# instalar gentoo minimal desde WiFi?

## themythtoon

Hola! 

Nunca instale gentoo, siempre quise darle un intento pero el instalador me daba miedo.

Ayer me puse a leer todo en handbook de instalación y a simple vista parece fácil, pero me olvide de que mi Notebook no tiene puerto wlan xD

Cree mi USB booteable, lo bootee y me estanque en donde seria configuring the network.

Resulta que preparon todo, pero en handboook no me explica que hacer luego para conectarme a mi módem y así acceder a internet.

Es posible ? Me faltó un paso? 

Para simplificarlo: quiero configurar mi network y luego conectarme a mi módem WiFi para seguir la instalación.
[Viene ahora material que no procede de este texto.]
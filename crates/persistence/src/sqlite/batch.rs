//! Atomic batch submit
//!
//! Mọi thay đổi pending của một bảng được ghi trong một transaction.
//! Lỗi đầu tiên làm rollback toàn bộ batch.

use crate::error::{PersistenceError, PersistenceResult};
use crate::sqlite::table::Table;
use rusqlite::Connection;
use tracing::{debug, warn};

/// Một thao tác trong batch
#[derive(Debug, Clone, PartialEq)]
pub enum RowOp<R> {
    Insert(R),
    Update(R),
    Delete(i64),
}

impl<R> RowOp<R> {
    /// Tên thao tác cho messages
    pub fn name(&self) -> &'static str {
        match self {
            RowOp::Insert(_) => "insert",
            RowOp::Update(_) => "update",
            RowOp::Delete(_) => "delete",
        }
    }
}

/// Kết quả batch đã commit
#[derive(Debug, Clone, Default, PartialEq, Eq)]
pub struct BatchSummary {
    pub inserted: usize,
    pub updated: usize,
    pub deleted: usize,
    /// Ids được cấp cho các inserts, theo thứ tự trong batch
    pub new_ids: Vec<i64>,
}

impl BatchSummary {
    pub fn total(&self) -> usize {
        self.inserted + self.updated + self.deleted
    }
}

/// Ghi batch trong một transaction.
///
/// Trả `BatchFailed` với index của thao tác lỗi; store không thay đổi.
/// `Table::verify` chạy trước commit, lỗi ở đó cũng rollback.
pub fn submit<R: Table>(conn: &mut Connection, ops: &[RowOp<R>]) -> PersistenceResult<BatchSummary> {
    let tx = conn.transaction()?;
    let mut summary = BatchSummary::default();

    for (index, op) in ops.iter().enumerate() {
        let result = match op {
            RowOp::Insert(record) => R::insert(&tx, record).map(|id| {
                summary.inserted += 1;
                summary.new_ids.push(id);
            }),
            RowOp::Update(record) => R::update(&tx, record).map(|_| summary.updated += 1),
            RowOp::Delete(id) => R::delete(&tx, *id).map(|_| summary.deleted += 1),
        };

        if let Err(e) = result {
            warn!(table = R::TABLE, index, operation = op.name(), error = %e, "batch rolled back");
            // tx drop => rollback
            return Err(PersistenceError::BatchFailed {
                index,
                operation: op.name(),
                message: e.to_string(),
            });
        }
    }

    R::verify(&tx)?;
    tx.commit()?;
    debug!(table = R::TABLE, total = summary.total(), "batch committed");
    Ok(summary)
}

#[cfg(test)]
mod tests {
    use super::*;
    use crate::sqlite::repos::ItemRepo;
    use crate::sqlite::schema;
    use chrono::NaiveDate;
    use rust_decimal_macros::dec;
    use wms_core::Item;

    fn seeded() -> Connection {
        let conn = Connection::open_in_memory().unwrap();
        schema::enable_foreign_keys(&conn).unwrap();
        schema::create_tables(&conn).unwrap();
        schema::seed_demo_data(&conn, NaiveDate::from_ymd_opt(2026, 1, 25).unwrap()).unwrap();
        conn
    }

    #[test]
    fn test_batch_commits_all() {
        let mut conn = seeded();
        let mut mouse = ItemRepo::get_by_code(&conn, "IT002").unwrap().unwrap();
        mouse.quantity = 60;

        let ops = vec![
            RowOp::Insert(Item::new("IT004", "Monitor", 7, dec!(199.99))),
            RowOp::Update(mouse),
        ];
        let summary = submit(&mut conn, &ops).unwrap();
        assert_eq!(summary.inserted, 1);
        assert_eq!(summary.updated, 1);
        assert_eq!(summary.new_ids, vec![4]);
        assert_eq!(ItemRepo::get_all(&conn).unwrap().len(), 4);
    }

    #[test]
    fn test_batch_rolls_back_on_failure() {
        let mut conn = seeded();
        let ops = vec![
            RowOp::Insert(Item::new("IT004", "Monitor", 7, dec!(199.99))),
            RowOp::Insert(Item::new("IT001", "Duplicate", 1, dec!(1))),
        ];

        let err = submit(&mut conn, &ops).unwrap_err();
        match err {
            PersistenceError::BatchFailed { index, operation, .. } => {
                assert_eq!(index, 1);
                assert_eq!(operation, "insert");
            }
            other => panic!("unexpected error: {other}"),
        }
        // IT004 cũng không được ghi
        assert!(ItemRepo::get_by_code(&conn, "IT004").unwrap().is_none());
        assert_eq!(ItemRepo::get_all(&conn).unwrap().len(), 3);
    }
}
¿Es posible? ¿Me olvido de algún detalle del handbook? 

Gracias por su paciencia !

----------

## pelelademadera

lo mas facil para solucionar problemas de configuracion de red es usar alguna distro que sepas que el modem funciona, ponele, seguramente funciona en ubuntu, mas generico que ubuntu no debe haber. mientras la arquitectura sea la misma, seguis el manual al pie de la letra, da lo mismo el sistema que uses para hacer el chroot.

Si usas un live cd de 64 bits, y vas a compilar en 32bits, lo unico que agregas es linux32 adelante del chroot y seguis el manual al pie de la letra.
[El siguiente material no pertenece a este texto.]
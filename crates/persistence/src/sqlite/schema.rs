//! Database schema và seed data
//!
//! Bốn bảng: users, items, orders, order_lines. Seed data chỉ được ghi
//! một lần khi store mới được tạo.

use crate::error::PersistenceResult;
use crate::sqlite::repos::{ItemRepo, OrderLineRepo, OrderRepo, UserRepo};
use chrono::NaiveDate;
use rusqlite::Connection;
use rust_decimal::Decimal;
use tracing::{debug, info};
use wms_core::{Item, Order, OrderLine, OrderType, User};

/// Tên các bảng, theo thứ tự tạo
pub const TABLES: [&str; 4] = ["users", "items", "orders", "order_lines"];

const SCHEMA: &str = r#"
    -- Users (password = SHA-256 hex digest)
    CREATE TABLE IF NOT EXISTS users (
        id INTEGER PRIMARY KEY AUTOINCREMENT,
        login TEXT UNIQUE NOT NULL,
        password TEXT NOT NULL
    );

    -- Items (price stored as decimal TEXT)
    CREATE TABLE IF NOT EXISTS items (
        id INTEGER PRIMARY KEY AUTOINCREMENT,
        item_code TEXT UNIQUE NOT NULL,
        item_description TEXT NOT NULL DEFAULT '',
        quantity INTEGER NOT NULL DEFAULT 0,
        price TEXT NOT NULL DEFAULT '0'
    );

    -- Orders
    CREATE TABLE IF NOT EXISTS orders (
        id INTEGER PRIMARY KEY AUTOINCREMENT,
        order_number TEXT UNIQUE NOT NULL,
        date TEXT NOT NULL,
        type TEXT NOT NULL CHECK (type IN ('to', 'from'))
    );

    -- Order lines (order_number is a copy of orders.order_number)
    CREATE TABLE IF NOT EXISTS order_lines (
        id INTEGER PRIMARY KEY AUTOINCREMENT,
        order_id INTEGER NOT NULL,
        order_number TEXT NOT NULL,
        item_id INTEGER NOT NULL,
        quantity INTEGER NOT NULL CHECK (quantity > 0),
        FOREIGN KEY (order_id) REFERENCES orders(id),
        FOREIGN KEY (item_id) REFERENCES items(id)
    );

    CREATE INDEX IF NOT EXISTS idx_order_lines_order ON order_lines(order_id);
    CREATE INDEX IF NOT EXISTS idx_order_lines_item ON order_lines(item_id);

    -- Renaming an order rewrites the copy on its lines
    CREATE TRIGGER IF NOT EXISTS trg_orders_number_sync
    AFTER UPDATE OF order_number ON orders
    BEGIN
        UPDATE order_lines SET order_number = NEW.order_number WHERE order_id = NEW.id;
    END;
"#;

/// Bật foreign key enforcement (phải chạy trên mỗi connection)
pub fn enable_foreign_keys(conn: &Connection) -> PersistenceResult<()> {
    conn.execute_batch("PRAGMA foreign_keys = ON;")?;
    Ok(())
}

/// Store chưa có bảng nào (mới tạo hoặc rỗng)
pub fn is_empty(conn: &Connection) -> PersistenceResult<bool> {
    let count: i64 = conn.query_row(
        "SELECT COUNT(*) FROM sqlite_master WHERE type = 'table' AND name NOT LIKE 'sqlite_%'",
        [],
        |row| row.get(0),
    )?;
    Ok(count == 0)
}

/// Tạo bốn bảng và indexes
pub fn create_tables(conn: &Connection) -> PersistenceResult<()> {
    info!("Creating schema...");
    conn.execute_batch(SCHEMA)?;
    Ok(())
}

/// Ghi demo dataset: 2 users, 3 items, 2 orders, 3 order lines
pub fn seed_demo_data(conn: &Connection, today: NaiveDate) -> PersistenceResult<()> {
    info!("Seeding demo data...");

    // Users
    let admin_id = UserRepo::insert(conn, &User::new("admin", "admin123"))?;
    UserRepo::insert(conn, &User::new("user1", "password1"))?;
    debug!(admin_id, "seeded users");

    // Items
    let laptop = ItemRepo::insert(conn, &Item::new("IT001", "Laptop", 10, Decimal::new(120000, 2)))?;
    let mouse = ItemRepo::insert(conn, &Item::new("IT002", "Mouse", 50, Decimal::new(2500, 2)))?;
    let keyboard =
        ItemRepo::insert(conn, &Item::new("IT003", "Keyboard", 30, Decimal::new(4500, 2)))?;

    // Orders: hôm nay (to) và hôm qua (from)
    let yesterday = today.pred_opt().unwrap_or(today);
    let ord1 = OrderRepo::insert(conn, &Order::new("ORD001", today, OrderType::To))?;
    let ord2 = OrderRepo::insert(conn, &Order::new("ORD002", yesterday, OrderType::From))?;

    // Order lines
    OrderLineRepo::insert(conn, &OrderLine::new(ord1, "ORD001", laptop, 2))?; // 2 laptops
    OrderLineRepo::insert(conn, &OrderLine::new(ord1, "ORD001", mouse, 5))?; // 5 mice
    OrderLineRepo::insert(conn, &OrderLine::new(ord2, "ORD002", keyboard, 3))?; // 3 keyboards

    Ok(())
}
Gentoo realmente provee un livecd, pero realmente no es demasiado comodo o sencillo de usar.

Yo en lo personal, los liveusb que uso son de lubuntu, siempre use los lubuntu, vienen completos, con todo para usar una pc y ademas me sirve para entrar en un chroot sin dramas....
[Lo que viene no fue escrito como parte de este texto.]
//! Item catalog commands

use anyhow::{anyhow, Result};
use rust_decimal::Decimal;
use wms_core::ItemField;
use wms_editor::{ItemsEditor, Session};

use super::{report_deletion, CliConfirm};
use crate::ItemAction;

/// Handle items subcommands
pub fn handle(session: &mut Session, action: ItemAction) -> Result<()> {
    let mut editor = session.items()?;

    match action {
        ItemAction::List => list_items(&editor),
        ItemAction::Add {
            code,
            description,
            quantity,
            price,
        } => {
            editor.add()?;
            editor.set_field(ItemField::Code, code.as_str())?;
            apply_fields(&mut editor, description, quantity, price)?;
            editor.save(session.db_mut())?;
            println!("✅ Added item {}", code.trim());
            Ok(())
        }
        ItemAction::Update {
            code,
            new_code,
            description,
            quantity,
            price,
        } => {
            select_item(&mut editor, &code)?;
            editor.edit()?;
            if let Some(new_code) = &new_code {
                editor.set_field(ItemField::Code, new_code.as_str())?;
            }
            apply_fields(&mut editor, description, quantity, price)?;
            editor.save(session.db_mut())?;
            println!("✅ Updated item {}", new_code.as_deref().unwrap_or(&code).trim());
            Ok(())
        }
        ItemAction::Delete { code, yes } => {
            select_item(&mut editor, &code)?;
            let deletion = editor.delete(session.db_mut(), &mut CliConfirm::new(yes))?;
            report_deletion("item", &code, deletion);
            Ok(())
        }
    }
}

fn apply_fields(
    editor: &mut ItemsEditor,
    description: Option<String>,
    quantity: Option<i64>,
    price: Option<Decimal>,
) -> Result<()> {
    if let Some(description) = description {
        editor.set_field(ItemField::Description, description)?;
    }
    if let Some(quantity) = quantity {
        editor.set_field(ItemField::Quantity, quantity)?;
    }
    if let Some(price) = price {
        editor.set_field(ItemField::Price, price)?;
    }
    Ok(())
}

fn select_item(editor: &mut ItemsEditor, code: &str) -> Result<()> {
    let code = code.trim();
    let index = editor
        .model()
        .position(|item| item.code.eq_ignore_ascii_case(code))
        .ok_or_else(|| anyhow!("Item not found: {}", code))?;
    editor.select_row(index)?;
    Ok(())
}

fn list_items(editor: &ItemsEditor) -> Result<()> {
    println!("📦 Items ({})", editor.model().row_count());
    println!(
        "   {:<4} {:<10} {:<24} {:>8} {:>12}",
        "ID", "CODE", "DESCRIPTION", "QTY", "PRICE"
    );
    for item in editor.model().rows() {
        println!(
            "   {:<4} {:<10} {:<24} {:>8} {:>12}",
            item.id.unwrap_or_default(),
            item.code,
            item.description,
            item.quantity,
            item.price
        );
    }
    Ok(())
}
aunque realmente salvo un cambio excesivo de hardware (en gral si bajas de generaciones) es muy raro que el sistema no bootee, al menos en consola para poder recuperarlo sin necesidad de un live cd.

No se especificamente a que queres conectarte, yo siempre tuve internet por lan o wlan, nunca con un modem a conectarse digamos por usb o esos tipo telefono, y ahi si que no puedo darte una mano mas que recomendarte que le pegues una mirada a:

https://wiki.gentoo.org/wiki/Handbook:AMD64/Installation/Networking/es

la parte de ppp y pptp

----------

## luisjohnson

Es muy sencillo conectarse a una red Wifi usando el medio de instalacion gentoo minimal.  Para tal fin, ysa wpa_supplicant, estos son los pasos:

1. Usa wpa_passphrase para generar la configuracion necesara para conectarte a tu WIFI:

wpa_passphrase SSID_de_tu_WIFI contrasena_de_tu_WIFI > mi_wifi.conf

2. Conectate a tu Wifi usando wpa_supplicant:

wpa_supplicant -B -i wlan0 -c ./mi_wifi.conf

Reemplaza wlan0 por el nombre de tu interface inalambrica, puedes averiguarlos con el comando ip link

3. Por ultimo ejecuta dhcpd y prueba tu conexion:

dhcpd

ping -c 4 www.google.com

Para mayor referencia consulta el siguiente articulo:

https://wiki.archlinux.org/index.php/WPA_supplicant_(Espa%C3%B1ol)

----------

## quilosaq

 *themythtoon wrote:*   

> ...
> 
> pero en handboook no me explica que hacer luego para conectarme a mi módem
> 
> ...

 

¿Qué tipo de módem es? ¿telefónico? ¿cable-módem?

¿Cómo se conecta tu notebook al módem? ¿usando puertos serie?

----------